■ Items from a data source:

==============================

impl Collection {
    fn bare(
        context: Arc<Context>,
        entity: Arc<EntityType>,
        owner: Option<CollectionOwner>,
        query_params: HashMap<String, String>,
    ) -> Self {
        Self {
            cell: Arc::new(CollectionCell {
                context,
                entity,
                owner,
                state: Mutex::new(CollectionState {
                    models: Vec::new(),
                    total_count: None,
                    query_params,
                    fetch_in_flight: None,
                }),
            }),
        }
    }

    /// Creates a standalone filtered collection. Called via
    /// [`Context::query`](crate::records::Context::query).
    pub(crate) fn filtered(
        context: Arc<Context>,
        entity: Arc<EntityType>,
        filters: HashMap<String, String>,
    ) -> Self {
        Self::bare(context, entity, None, filters)
    }

    /// Creates the lazy collection behind a to-many relationship field of
    /// `parent`.
    pub(crate) fn of_related(parent: &Resource, field: &str, rel: &Relationship) -> Self {
        let context = Arc::clone(parent.context());
        let entity = context.schema().get(&rel.related).cloned().unwrap_or_else(|| {
            tracing::warn!(
                related = %rel.related,
                "related entity type not in schema registry; using the owner's"
            );
            Arc::clone(&parent.cell.entity)
        });
        Self::bare(
            context,
            entity,
            Some(CollectionOwner {
                resource: Arc::downgrade(&parent.cell),
                field: field.to_string(),
                other_side: rel.other_side.clone(),
                dependent: rel.dependent,
            }),
            HashMap::new(),
        )
    }

    /// Creates the collection behind a to-many relationship field from
    /// inline array data, materializing and wiring each member.
    ///
    /// # Errors
    ///
    /// Propagates member materialization failures.
    pub(crate) fn of_related_inline(
        parent: &Resource,
        field: &str,
        rel: &Relationship,
        items: Vec<Value>,
    ) -> Result<Self, RecordError> {
        let collection = Self::of_related(parent, field, rel);
        let mut members = Vec::with_capacity(items.len());
        for item in items {
            let member = parent.context().from_data(&rel.related, item)?;
            wire_backref(&member, parent, field, rel.dependent);
            members.push(Some(member));
        }
        {
            let mut st = collection.state();
            st.total_count = Some(members.len() as u64);
            st.models = members;
        }
        Ok(collection)
    }

    fn state(&self) -> MutexGuard<'_, CollectionState> {
        self.cell
            .state
            .lock()
            .expect("collection state lock poisoned")
    }

    /// Returns the canonical entity type name of the members.
    #[must_use]
    pub fn entity_name(&self) -> &str {
        self.cell.entity.name()
    }

    /// Returns `true` when this collection belongs to a parent record that
    /// has no id yet. Such a collection cannot be filtered server-side and
    /// holds purely local additions.
    #[must_use]
    pub fn is_new(&self) -> bool {
        self.cell.owner.as_ref().is_some_and(|owner| {
            owner.resource.upgrade().is_some_and(|cell| {
                cell.state
                    .lock()
                    .expect("record state lock poisoned")
                    .id
                    .is_none()
            })
        })
    }

    /// Returns `true` when this collection backs a dependent relationship.
    #[must_use]
    pub fn is_dependent(&self) -> bool {
        self.cell.owner.as_ref().is_some_and(|owner| owner.dependent)
    }

    /// Returns the number of slots materialized so far (fetched windows
    /// plus placeholders before them), not the server total.
    #[must_use]
    pub fn len(&self) -> usize {
        self.state().models.len()
    }

    /// Returns `true` when no slots are materialized.
    #[must_use]
    pub fn is_empty(&self) -> bool {
        self.state().models.is_empty()
    }

    /// Returns the server-reported total matching count, if known from a
    /// prior fetch.
    #[must_use]
    pub fn total_count(&self) -> Option<u64> {
        self.state().total_count
    }

    /// Returns the member at `index`, or `None` when the index falls in an
    /// unfetched window.
    #[must_use]
    pub fn at(&self, index: usize) -> Option<Resource> {
        self.state().models.get(index).and_then(Clone::clone)
    }

    /// Returns all present members, skipping unfetched placeholders.
    #[must_use]
    pub fn members(&self) -> Vec<Resource> {
        self.state().models.iter().flatten().cloned().collect()
    }

    /// Returns the effective filter parameters: the caller-supplied filters
    /// plus the reverse foreign-key filter injected when this collection
    /// belongs to a persisted parent.
    #[must_use]
    pub fn query_params(&self) -> HashMap<String, String> {
        let mut params = self.state().query_params.clone();
        if let Some(owner) = &self.cell.owner {
            if let (Some(other_side), Some(cell)) = (&owner.other_side, owner.resource.upgrade()) {
                let id = cell.state.lock().expect("record state lock poisoned").id;
                if let Some(id) = id {
                    params.insert(other_side.clone(), id.to_string());
                }
            }
        }
        params
    }

    fn owner_resource(&self) -> Option<Resource> {
        self.cell
            .owner
            .as_ref()
            .and_then(|owner| owner.resource.upgrade())
            .map(|cell| Resource { cell })
    }

    // === Fetch ==============================================================

    /// Fetches a page of members.
    ///
    /// With `at`, the page is requested at that offset and written to
    /// indices `at..at + page_len`; other indices keep their previous value
    /// (placeholder or earlier window). Without `at`, the first page is
    /// (re)fetched; previously fetched windows at other offsets are
    /// preserved. `total_count` is updated from the envelope on every page.
    ///
    /// Concurrent calls reuse the in-flight request. A collection whose
    /// parent is new has nothing on the server and returns immediately.
    ///
    /// # Errors
    ///
    /// Returns the transport error or [`RecordError::BadPayload`] for a
    /// malformed envelope.
    pub async fn fetch(&self, options: FetchOptions) -> Result<(), RecordError> {
        if self.is_new() {
            return Ok(());
        }
        let shared = {
            let mut st = self.state();
            if let Some(pending) = &st.fetch_in_flight {
                pending.clone()
            } else {
                let this = self.clone();
                let fut: SharedFetch = async move { this.run_fetch(options).await }.boxed().shared();
                st.fetch_in_flight = Some(fut.clone());
                fut
            }
        };
        shared.await
    }

    async fn run_fetch(self, options: FetchOptions) -> Result<(), RecordError> {
        let outcome = self.request_page(options).await;
        self.state().fetch_in_flight = None;
        outcome
    }

    async fn request_page(&self, options: FetchOptions) -> Result<(), RecordError> {
        let offset = options.at.unwrap_or(0);
        let limit = options.limit.unwrap_or(DEFAULT_PAGE_SIZE);

        let mut query = self.query_params();
        query.insert("limit".to_string(), limit.to_string());
        query.insert("offset".to_string(), offset.to_string());

        let page = self.request_envelope(query).await?;

        let mut members = Vec::with_capacity(page.objects.len());
        for object in page.objects {
            let member = self
                .cell
                .context
                .from_data(&self.cell.entity.lowercase_name(), object)?;
            if let (Some(owner), Some(meta)) = (self.owner_resource(), self.cell.owner.as_ref()) {
                wire_backref(&member, &owner, &meta.field, meta.dependent);
            }
            members.push(member);
        }

        {
            let mut st = self.state();
            st.total_count = Some(page.total_count);
            let needed = offset + members.len();
            if st.models.len() < needed {
                st.models.resize_with(needed, || None);
            }
            for (index, member) in members.into_iter().enumerate() {
                st.models[offset + index] = Some(member);
            }
        }
        Ok(())
    }

    async fn request_envelope(
        &self,
        query: HashMap<String, String>,
    ) -> Result<ListPage, RecordError> {
        let path = collection_uri(
            self.cell.context.api_root(),
            &self.cell.entity.lowercase_name(),
        );
        let request = HttpRequest::builder(HttpMethod::Get, path)
            .query(query)
            .build()
            .map_err(HttpError::from)?;
        let response = self.cell.context.http().request(request).await?;
        parse_list_envelope(self.cell.entity.name(), response.body)
    }

    /// Short-circuits when every slot up to the known total is present, or
    /// when the parent record is new.
    ///
    /// # Errors
    ///
    /// Propagates [`Collection::fetch`] errors.
    pub async fn fetch_if_not_populated(&self) -> Result<(), RecordError> {
        if self.is_new() {
            return Ok(());
        }
        let populated = {
            let st = self.state();
            st.total_count.is_some_and(|total| {
                st.models.len() as u64 >= total && st.models.iter().all(Option::is_some)
            })
        };
        if populated {
            Ok(())
        } else {
            self.fetch(FetchOptions::default()).await
        }
    }

    /// Returns the total matching count, performing a minimal count-only
    /// query (`limit=0`) when it is not yet known. A collection of a new
    /// parent reports its local member count.
    ///
    /// # Errors
    ///
    /// Propagates transport and envelope errors.
    pub async fn get_total_count(&self) -> Result<u64, RecordError> {
        if let Some(total) = self.state().total_count {
            return Ok(total);
        }
        if self.is_new() {
            return Ok(self.len() as u64);
        }

        let mut query = self.query_params();
        query.insert("limit".to_string(), "0".to_string());
        query.insert("offset".to_string(), "0".to_string());

        let page = self.request_envelope(query).await?;
        self.state().total_count = Some(page.total_count);
        Ok(page.total_count)
    }

    // === Local mutation =====================================================

    /// Appends a record, wiring its back-reference to the parent.
    ///
    /// When the parent is persisted the member's reverse foreign key is set
    /// immediately (marking the member as needing a save); for a new parent
    /// the assignment is deferred until the parent acquires an id. Adding
    /// to a dependent collection marks the parent as needing a save, since its
    /// payload now embeds the new member.
    pub fn add(&self, record: &Resource) {
        {
            let mut st = self.state();
            st.models.push(Some(record.clone()));
            if let Some(total) = st.total_count.as_mut() {
                *total += 1;
            }
        }
        let Some(meta) = self.cell.owner.as_ref() else {
            return;
        };
        let Some(owner) = self.owner_resource() else {
            return;
        };
        wire_backref(record, &owner, &meta.field, meta.dependent);
        if let (Some(uri), Some(other_side)) = (owner.record_uri(), meta.other_side.as_ref()) {
            let _ = record.set(other_side, uri);
        }
        if meta.dependent {
            owner.mark_save_required(&meta.field);
        }
    }

    /// Removes a record, detaching its back-reference.
    ///
    /// For dependent collections this is the sole deletion path: no server
    /// delete is issued here; deletion semantics belong to the caller.
    /// Returns `false` when the record was not a member.
    pub fn remove(&self, record: &Resource) -> bool {
        let removed = {
            let mut st = self.state();
            let position = st.models.iter().position(|slot| {
                slot.as_ref().is_some_and(|member| member.same_record(record))
            });
            match position {
                Some(index) => {
                    st.models.remove(index);
                    if let Some(total) = st.total_count.as_mut() {
                        *total = total.saturating_sub(1);
                    }
                    true
                }
                None => false,
            }
        };
        if removed {
            record
                .cell
                .state
                .lock()
                .expect("record state lock poisoned")
                .backref = None;
            if let Some(meta) = self.cell.owner.as_ref() {
                if meta.dependent {
                    if let Some(owner) = self.owner_resource() {
                        owner.mark_save_required(&meta.field);
                    }
                }
            }
        }
        removed
    }

    /// Clears the back-references of all present members. Called when this
    /// collection's cache slot on the owner is replaced, so stale event
    /// bubbling stops.
    pub(crate) fn detach_members(&self) {
        for member in self.members() {
            member
                .cell
                .state
                .lock()
                .expect("record state lock poisoned")
                .backref = None;
        }
    }
}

==============================

■ The task: Reproduce the entries exactly, starting at their first line and stopping after the line with "collection. Called via".

■ Exercise result:
impl Collection {
    fn bare(
        context: Arc<Context>,
        entity: Arc<EntityType>,
        owner: Option<CollectionOwner>,
        query_params: HashMap<String, String>,
    ) -> Self {
        Self {
            cell: Arc::new(CollectionCell {
                context,
                entity,
                owner,
                state: Mutex::new(CollectionState {
                    models: Vec::new(),
                    total_count: None,
                    query_params,
                    fetch_in_flight: None,
                }),
            }),
        }
    }

    /// Creates a standalone filtered collection. Called via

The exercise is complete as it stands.